Some of Chris’ readers are rather agitated about this all, and he suggests that perhaps they should read the book to answer their questions. I haven’t read the book, but you can read much of it on Google Books or Amazon’s text search feature. Skimming a bit I encountered the term “spiritual atheist,” which many might find an oxymoron. Rather than present her interpretation, let me post some of the tables which have data in them.
In reply to Chris’ question posed, my own interpretation is that yes, scientists are that atheistic! The reference point is the general population. In fact, 72% of scientists hold to a non-theistic position. On the other hand, most are not militant atheists in the mould of Richard Dawkins or Peter Atkins.

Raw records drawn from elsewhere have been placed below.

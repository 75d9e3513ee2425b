use futures_util::future::BoxFuture;
use std::future::Future;

use crate::actions::Action;

/// Lets running sequences put actions back into the store
#[derive(Clone, Debug)]
pub struct Dispatcher {
    sender: flume::Sender<Action>,
}

impl Dispatcher {
    pub fn new() -> (Self, flume::Receiver<Action>) {
        let (sender, receiver) = flume::unbounded();
        (Self { sender }, receiver)
    }

    pub fn put(&self, action: Action) {
        log::trace!("put {}", action.action_type());
        if self.sender.send(action).is_err() {
            log::debug!("store is gone, dropping action");
        }
    }
}

/// What a middleware wants to happen after it saw an action
pub enum Effect {
    /// Dispatched synchronously, before the triggering action is reduced
    Action(Action),
    /// Spawned on the runtime. Puts its results through a `Dispatcher`.
    Task(BoxFuture<'static, ()>),
    Multiple(Vec<Effect>),
}

impl std::fmt::Debug for Effect {
    fn fmt(&self, f: &mut std::fmt::Formatter<'_>) -> std::fmt::Result {
        match self {
            Self::Action(arg0) => f.debug_tuple("Action").field(arg0).finish(),
            Self::Task(_) => write!(f, "Task"),
            Self::Multiple(arg0) => f.debug_tuple("Multiple").field(arg0).finish(),
        }
    }
}

impl Effect {
    pub const NONE: Effect = Effect::Multiple(Vec::new());

    pub fn action(action: Action) -> Self {
        Effect::Action(action)
    }

    pub fn task(future: impl Future<Output = ()> + Send + 'static) -> Self {
        Effect::Task(Box::pin(future))
    }

    pub fn merge2(first: Effect, second: Effect) -> Self {
        Effect::Multiple(vec![first, second])
    }

    pub fn merge(effects: impl IntoIterator<Item = Effect>) -> Self {
        Effect::Multiple(effects.into_iter().collect())
    }

    pub fn is_none(&self) -> bool {
        match self {
            Effect::Multiple(effects) => effects.iter().all(Effect::is_none),
            _ => false,
        }
    }

    /// Flattens into the actions to dispatch now and the tasks to spawn
    pub fn unpack(self) -> (Vec<Action>, Vec<BoxFuture<'static, ()>>) {
        let mut actions = Vec::new();
        let mut tasks = Vec::new();
        self.unpack_into(&mut actions, &mut tasks);
        (actions, tasks)
    }

    fn unpack_into(self, actions: &mut Vec<Action>, tasks: &mut Vec<BoxFuture<'static, ()>>) {
        match self {
            Effect::Action(action) => actions.push(action),
            Effect::Task(task) => tasks.push(task),
            Effect::Multiple(effects) => {
                for effect in effects {
                    effect.unpack_into(actions, tasks);
                }
            }
        }
    }
}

Interestingly, if you assume that all of those with no religion are in the non-theist category (I think this is unlikely, but probably sufficient as a first approximation) then 40% of those who claim a religious affiliation among these scientists are non-theists. Also, I believe that Sam Harris, with his interest in meditation and Eastern mysticism more generally, would probably class as a spiritual atheist, so the categories New Atheist and spiritual atheist are not necessarily exclusive.
I find table 3.1 intriguing. I suspect here scientists and the general public may be speaking somewhat about different truths, or more specifically, scientists are thinking of a narrower subset. For the general public religious truths are both descriptive and prescriptive. That is, they describe the world’s past, and its present, as a factual matter, and, they prescribe a set of actions and norms. I think most scientists are thinking in prescriptive terms here, not descriptive. In other words, the religions of the world have integrated within their belief systems basic core human morality and ethics. Fundamental moral truths. I would myself agree that there are basic truths in many religions.
Note: I’ve seen most of this data in Ecklund’s papers, so I’m not spilling treasured secrets by presenting the tables.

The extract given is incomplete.